What you are asked to do: Among the records below, which lines contain the string "buffer"? Report them.
(Beginning of Data for this task)
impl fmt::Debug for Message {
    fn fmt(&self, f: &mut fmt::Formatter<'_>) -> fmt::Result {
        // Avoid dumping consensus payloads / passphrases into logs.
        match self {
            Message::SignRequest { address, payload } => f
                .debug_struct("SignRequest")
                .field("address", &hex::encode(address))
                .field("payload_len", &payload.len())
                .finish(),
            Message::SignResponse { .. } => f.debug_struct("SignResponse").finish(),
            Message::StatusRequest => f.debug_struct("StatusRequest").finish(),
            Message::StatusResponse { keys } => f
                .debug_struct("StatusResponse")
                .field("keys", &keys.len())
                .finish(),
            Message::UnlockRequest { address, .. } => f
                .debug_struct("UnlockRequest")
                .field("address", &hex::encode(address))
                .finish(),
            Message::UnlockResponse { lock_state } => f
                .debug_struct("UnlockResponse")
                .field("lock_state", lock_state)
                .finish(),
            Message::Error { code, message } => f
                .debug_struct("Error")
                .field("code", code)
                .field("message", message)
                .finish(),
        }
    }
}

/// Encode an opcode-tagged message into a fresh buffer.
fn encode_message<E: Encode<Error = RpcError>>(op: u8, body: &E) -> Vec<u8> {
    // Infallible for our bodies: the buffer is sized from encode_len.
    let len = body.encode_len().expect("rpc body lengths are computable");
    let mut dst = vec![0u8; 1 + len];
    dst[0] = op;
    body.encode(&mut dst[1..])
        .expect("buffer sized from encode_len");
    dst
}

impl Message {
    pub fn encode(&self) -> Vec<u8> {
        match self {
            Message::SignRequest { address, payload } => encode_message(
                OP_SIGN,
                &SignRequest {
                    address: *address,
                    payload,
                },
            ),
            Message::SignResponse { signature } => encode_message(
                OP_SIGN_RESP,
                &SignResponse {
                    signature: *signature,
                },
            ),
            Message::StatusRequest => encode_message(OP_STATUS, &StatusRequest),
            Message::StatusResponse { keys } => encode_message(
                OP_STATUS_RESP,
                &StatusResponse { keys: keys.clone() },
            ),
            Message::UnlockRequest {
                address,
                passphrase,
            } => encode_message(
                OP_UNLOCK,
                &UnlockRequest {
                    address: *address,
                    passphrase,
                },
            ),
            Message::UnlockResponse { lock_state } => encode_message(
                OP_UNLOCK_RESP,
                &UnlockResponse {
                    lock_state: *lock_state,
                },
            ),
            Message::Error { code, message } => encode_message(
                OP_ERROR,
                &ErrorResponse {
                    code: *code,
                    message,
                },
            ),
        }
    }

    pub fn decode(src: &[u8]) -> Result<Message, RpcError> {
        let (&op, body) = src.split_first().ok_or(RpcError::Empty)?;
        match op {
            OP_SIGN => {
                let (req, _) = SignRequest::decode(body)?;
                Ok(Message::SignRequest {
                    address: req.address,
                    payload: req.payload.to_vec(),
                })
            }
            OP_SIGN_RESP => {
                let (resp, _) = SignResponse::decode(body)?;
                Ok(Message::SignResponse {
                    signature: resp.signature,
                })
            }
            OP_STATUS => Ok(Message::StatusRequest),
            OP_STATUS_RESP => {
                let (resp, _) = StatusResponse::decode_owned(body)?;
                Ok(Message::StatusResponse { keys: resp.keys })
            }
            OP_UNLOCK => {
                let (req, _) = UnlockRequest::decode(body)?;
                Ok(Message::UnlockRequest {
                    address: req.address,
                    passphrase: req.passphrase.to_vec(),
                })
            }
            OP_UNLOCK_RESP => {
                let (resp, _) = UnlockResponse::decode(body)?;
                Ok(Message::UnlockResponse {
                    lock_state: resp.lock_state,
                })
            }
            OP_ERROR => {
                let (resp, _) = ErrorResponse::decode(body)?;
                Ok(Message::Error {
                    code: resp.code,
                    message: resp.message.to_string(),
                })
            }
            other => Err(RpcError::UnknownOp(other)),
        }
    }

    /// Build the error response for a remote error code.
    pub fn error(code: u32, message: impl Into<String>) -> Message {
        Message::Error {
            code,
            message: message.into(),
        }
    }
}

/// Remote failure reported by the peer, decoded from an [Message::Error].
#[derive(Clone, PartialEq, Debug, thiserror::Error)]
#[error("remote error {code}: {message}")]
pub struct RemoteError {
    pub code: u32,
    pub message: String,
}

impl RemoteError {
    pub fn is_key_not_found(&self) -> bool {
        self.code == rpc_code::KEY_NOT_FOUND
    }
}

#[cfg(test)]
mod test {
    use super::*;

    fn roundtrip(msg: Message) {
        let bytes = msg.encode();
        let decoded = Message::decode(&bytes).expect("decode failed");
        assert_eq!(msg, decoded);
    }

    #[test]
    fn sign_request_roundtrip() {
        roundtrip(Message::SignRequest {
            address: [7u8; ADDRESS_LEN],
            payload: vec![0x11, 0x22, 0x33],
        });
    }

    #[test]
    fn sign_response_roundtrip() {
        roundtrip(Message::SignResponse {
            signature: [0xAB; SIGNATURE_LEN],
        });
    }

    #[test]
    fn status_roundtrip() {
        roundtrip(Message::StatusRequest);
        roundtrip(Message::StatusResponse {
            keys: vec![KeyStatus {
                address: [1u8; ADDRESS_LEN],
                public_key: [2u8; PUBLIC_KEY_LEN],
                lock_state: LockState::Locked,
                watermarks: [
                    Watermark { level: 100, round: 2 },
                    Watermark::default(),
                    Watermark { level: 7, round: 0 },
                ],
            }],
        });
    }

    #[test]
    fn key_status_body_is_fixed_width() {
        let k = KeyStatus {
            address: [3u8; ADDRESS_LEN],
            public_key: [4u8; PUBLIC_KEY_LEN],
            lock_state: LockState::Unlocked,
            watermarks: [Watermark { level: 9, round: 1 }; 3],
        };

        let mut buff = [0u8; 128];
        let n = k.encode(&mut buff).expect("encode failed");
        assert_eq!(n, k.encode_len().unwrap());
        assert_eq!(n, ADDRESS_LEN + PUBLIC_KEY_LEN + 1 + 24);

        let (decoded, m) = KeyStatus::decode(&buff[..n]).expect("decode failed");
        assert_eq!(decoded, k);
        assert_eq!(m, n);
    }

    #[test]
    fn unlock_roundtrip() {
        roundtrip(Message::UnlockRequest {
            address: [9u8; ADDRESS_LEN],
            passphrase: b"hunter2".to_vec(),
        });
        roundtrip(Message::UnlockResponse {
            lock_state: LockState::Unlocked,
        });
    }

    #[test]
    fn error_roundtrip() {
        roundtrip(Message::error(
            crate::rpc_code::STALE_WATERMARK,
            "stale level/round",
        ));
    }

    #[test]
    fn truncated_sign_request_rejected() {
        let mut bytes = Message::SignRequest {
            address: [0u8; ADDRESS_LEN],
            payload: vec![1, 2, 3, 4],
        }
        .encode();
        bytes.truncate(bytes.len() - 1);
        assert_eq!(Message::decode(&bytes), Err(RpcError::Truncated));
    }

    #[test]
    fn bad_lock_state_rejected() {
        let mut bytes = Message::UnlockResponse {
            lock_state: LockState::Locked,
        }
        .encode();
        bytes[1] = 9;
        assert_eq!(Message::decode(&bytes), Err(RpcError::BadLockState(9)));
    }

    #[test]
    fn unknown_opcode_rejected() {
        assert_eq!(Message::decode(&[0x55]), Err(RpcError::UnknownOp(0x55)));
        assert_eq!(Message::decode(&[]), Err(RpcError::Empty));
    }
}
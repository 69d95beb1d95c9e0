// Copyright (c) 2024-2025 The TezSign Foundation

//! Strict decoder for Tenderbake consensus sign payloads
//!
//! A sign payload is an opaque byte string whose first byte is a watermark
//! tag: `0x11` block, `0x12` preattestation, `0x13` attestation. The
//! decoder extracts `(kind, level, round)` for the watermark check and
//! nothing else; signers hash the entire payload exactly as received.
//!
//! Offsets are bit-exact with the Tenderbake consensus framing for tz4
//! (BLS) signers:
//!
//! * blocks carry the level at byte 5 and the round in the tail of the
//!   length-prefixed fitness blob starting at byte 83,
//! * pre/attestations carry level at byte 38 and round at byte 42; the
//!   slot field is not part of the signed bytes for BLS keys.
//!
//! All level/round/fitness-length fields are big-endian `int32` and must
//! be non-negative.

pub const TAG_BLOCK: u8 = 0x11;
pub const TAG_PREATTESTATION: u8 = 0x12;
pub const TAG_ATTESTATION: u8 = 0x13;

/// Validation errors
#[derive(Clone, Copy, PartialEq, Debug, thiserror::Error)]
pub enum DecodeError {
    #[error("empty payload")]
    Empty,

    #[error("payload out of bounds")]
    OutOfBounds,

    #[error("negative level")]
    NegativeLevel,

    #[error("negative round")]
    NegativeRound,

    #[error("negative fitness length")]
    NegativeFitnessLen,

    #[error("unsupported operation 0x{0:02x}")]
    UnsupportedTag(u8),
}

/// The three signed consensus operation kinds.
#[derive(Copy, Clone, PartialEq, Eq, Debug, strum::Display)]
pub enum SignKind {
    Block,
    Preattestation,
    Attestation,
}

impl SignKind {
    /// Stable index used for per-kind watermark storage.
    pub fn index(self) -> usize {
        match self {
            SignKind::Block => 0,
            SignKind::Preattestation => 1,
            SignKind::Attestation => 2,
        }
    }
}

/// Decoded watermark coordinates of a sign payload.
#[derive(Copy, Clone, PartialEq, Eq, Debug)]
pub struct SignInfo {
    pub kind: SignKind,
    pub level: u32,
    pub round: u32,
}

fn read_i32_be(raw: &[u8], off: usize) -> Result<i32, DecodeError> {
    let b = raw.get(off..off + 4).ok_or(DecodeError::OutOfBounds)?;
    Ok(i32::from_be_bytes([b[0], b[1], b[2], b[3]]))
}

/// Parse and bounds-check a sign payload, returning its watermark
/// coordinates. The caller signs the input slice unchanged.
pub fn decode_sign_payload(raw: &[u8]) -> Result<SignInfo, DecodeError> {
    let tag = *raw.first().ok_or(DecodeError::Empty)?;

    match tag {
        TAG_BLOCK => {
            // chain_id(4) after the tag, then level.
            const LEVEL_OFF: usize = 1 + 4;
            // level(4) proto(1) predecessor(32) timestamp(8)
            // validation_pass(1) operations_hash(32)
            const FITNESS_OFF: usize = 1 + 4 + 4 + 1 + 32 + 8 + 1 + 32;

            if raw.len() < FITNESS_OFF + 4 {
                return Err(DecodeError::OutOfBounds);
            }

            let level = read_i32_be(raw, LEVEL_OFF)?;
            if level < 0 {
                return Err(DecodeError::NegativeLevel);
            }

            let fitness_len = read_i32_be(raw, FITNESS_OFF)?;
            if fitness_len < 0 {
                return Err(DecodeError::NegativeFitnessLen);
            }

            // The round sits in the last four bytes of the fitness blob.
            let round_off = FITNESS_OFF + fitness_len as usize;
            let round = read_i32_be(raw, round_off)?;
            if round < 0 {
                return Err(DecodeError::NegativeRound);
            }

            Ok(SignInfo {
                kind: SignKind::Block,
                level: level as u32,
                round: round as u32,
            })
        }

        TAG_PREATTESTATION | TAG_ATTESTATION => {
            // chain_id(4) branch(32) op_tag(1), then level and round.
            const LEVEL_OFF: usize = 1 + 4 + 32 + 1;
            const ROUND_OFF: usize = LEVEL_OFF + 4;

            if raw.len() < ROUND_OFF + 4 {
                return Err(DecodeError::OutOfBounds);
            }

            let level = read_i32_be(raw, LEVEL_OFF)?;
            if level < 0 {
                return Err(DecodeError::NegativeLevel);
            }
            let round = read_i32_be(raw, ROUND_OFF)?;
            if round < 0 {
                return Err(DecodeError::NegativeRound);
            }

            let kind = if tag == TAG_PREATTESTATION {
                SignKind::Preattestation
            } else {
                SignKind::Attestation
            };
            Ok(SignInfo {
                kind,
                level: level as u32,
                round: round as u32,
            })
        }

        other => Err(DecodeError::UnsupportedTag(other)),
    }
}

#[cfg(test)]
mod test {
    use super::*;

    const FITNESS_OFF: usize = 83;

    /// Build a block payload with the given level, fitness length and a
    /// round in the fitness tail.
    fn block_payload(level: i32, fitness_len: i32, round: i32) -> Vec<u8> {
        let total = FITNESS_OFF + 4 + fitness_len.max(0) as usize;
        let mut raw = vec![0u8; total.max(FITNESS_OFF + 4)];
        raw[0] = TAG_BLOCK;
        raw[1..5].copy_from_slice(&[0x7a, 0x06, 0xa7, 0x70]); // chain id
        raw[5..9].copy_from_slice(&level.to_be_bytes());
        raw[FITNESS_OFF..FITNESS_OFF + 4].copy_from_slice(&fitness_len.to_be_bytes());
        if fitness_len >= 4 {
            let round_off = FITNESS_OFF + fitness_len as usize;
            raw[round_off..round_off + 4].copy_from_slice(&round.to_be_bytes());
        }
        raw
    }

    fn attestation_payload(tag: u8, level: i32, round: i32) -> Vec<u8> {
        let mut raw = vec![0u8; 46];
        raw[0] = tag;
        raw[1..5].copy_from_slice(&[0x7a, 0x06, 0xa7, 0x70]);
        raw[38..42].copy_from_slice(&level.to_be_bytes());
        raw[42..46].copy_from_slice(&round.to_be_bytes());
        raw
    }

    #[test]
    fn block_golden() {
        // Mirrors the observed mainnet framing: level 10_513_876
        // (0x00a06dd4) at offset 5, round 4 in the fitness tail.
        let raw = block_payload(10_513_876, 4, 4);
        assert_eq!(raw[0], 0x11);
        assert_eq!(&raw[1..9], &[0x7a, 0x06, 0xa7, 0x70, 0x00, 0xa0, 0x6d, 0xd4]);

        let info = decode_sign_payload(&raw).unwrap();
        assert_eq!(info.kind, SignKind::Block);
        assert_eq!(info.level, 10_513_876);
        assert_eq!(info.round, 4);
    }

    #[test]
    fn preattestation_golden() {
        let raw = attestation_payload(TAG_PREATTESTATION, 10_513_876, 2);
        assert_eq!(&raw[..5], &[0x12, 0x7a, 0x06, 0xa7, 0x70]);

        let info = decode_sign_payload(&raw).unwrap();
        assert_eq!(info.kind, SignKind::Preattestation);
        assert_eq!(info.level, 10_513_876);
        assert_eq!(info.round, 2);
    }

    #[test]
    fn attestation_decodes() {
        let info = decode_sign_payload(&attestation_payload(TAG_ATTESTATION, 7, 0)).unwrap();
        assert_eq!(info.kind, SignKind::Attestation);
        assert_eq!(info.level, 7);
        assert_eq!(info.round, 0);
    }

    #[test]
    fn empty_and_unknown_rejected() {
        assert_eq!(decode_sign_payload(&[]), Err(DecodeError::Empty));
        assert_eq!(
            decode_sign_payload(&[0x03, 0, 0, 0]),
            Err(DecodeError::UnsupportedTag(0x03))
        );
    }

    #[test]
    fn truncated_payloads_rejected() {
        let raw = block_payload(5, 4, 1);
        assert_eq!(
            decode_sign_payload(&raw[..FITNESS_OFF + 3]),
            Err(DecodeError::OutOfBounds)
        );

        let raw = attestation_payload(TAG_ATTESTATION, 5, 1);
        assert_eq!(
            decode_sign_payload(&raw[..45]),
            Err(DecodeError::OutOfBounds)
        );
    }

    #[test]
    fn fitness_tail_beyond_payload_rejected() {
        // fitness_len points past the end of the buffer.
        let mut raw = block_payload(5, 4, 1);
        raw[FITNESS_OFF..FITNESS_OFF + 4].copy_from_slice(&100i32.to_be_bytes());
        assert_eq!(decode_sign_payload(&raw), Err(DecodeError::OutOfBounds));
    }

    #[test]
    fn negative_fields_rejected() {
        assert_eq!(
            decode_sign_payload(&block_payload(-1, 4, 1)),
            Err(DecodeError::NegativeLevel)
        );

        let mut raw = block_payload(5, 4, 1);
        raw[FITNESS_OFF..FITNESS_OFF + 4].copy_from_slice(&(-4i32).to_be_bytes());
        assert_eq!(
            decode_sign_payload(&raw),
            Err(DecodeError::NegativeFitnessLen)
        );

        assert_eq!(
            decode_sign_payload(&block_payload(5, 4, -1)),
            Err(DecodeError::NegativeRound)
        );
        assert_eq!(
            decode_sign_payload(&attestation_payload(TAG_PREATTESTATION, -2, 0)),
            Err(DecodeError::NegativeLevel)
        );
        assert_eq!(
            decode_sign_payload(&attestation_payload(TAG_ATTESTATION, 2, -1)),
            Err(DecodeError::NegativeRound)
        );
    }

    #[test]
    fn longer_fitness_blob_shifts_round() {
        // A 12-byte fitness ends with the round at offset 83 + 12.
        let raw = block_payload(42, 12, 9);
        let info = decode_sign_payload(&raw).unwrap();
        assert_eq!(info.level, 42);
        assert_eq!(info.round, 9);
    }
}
(End of Data for this task)
Response box:
/// Encode an opcode-tagged message into a fresh buffer.
    // Infallible for our bodies: the buffer is sized from encode_len.
        .expect("buffer sized from encode_len");
        // fitness_len points past the end of the buffer.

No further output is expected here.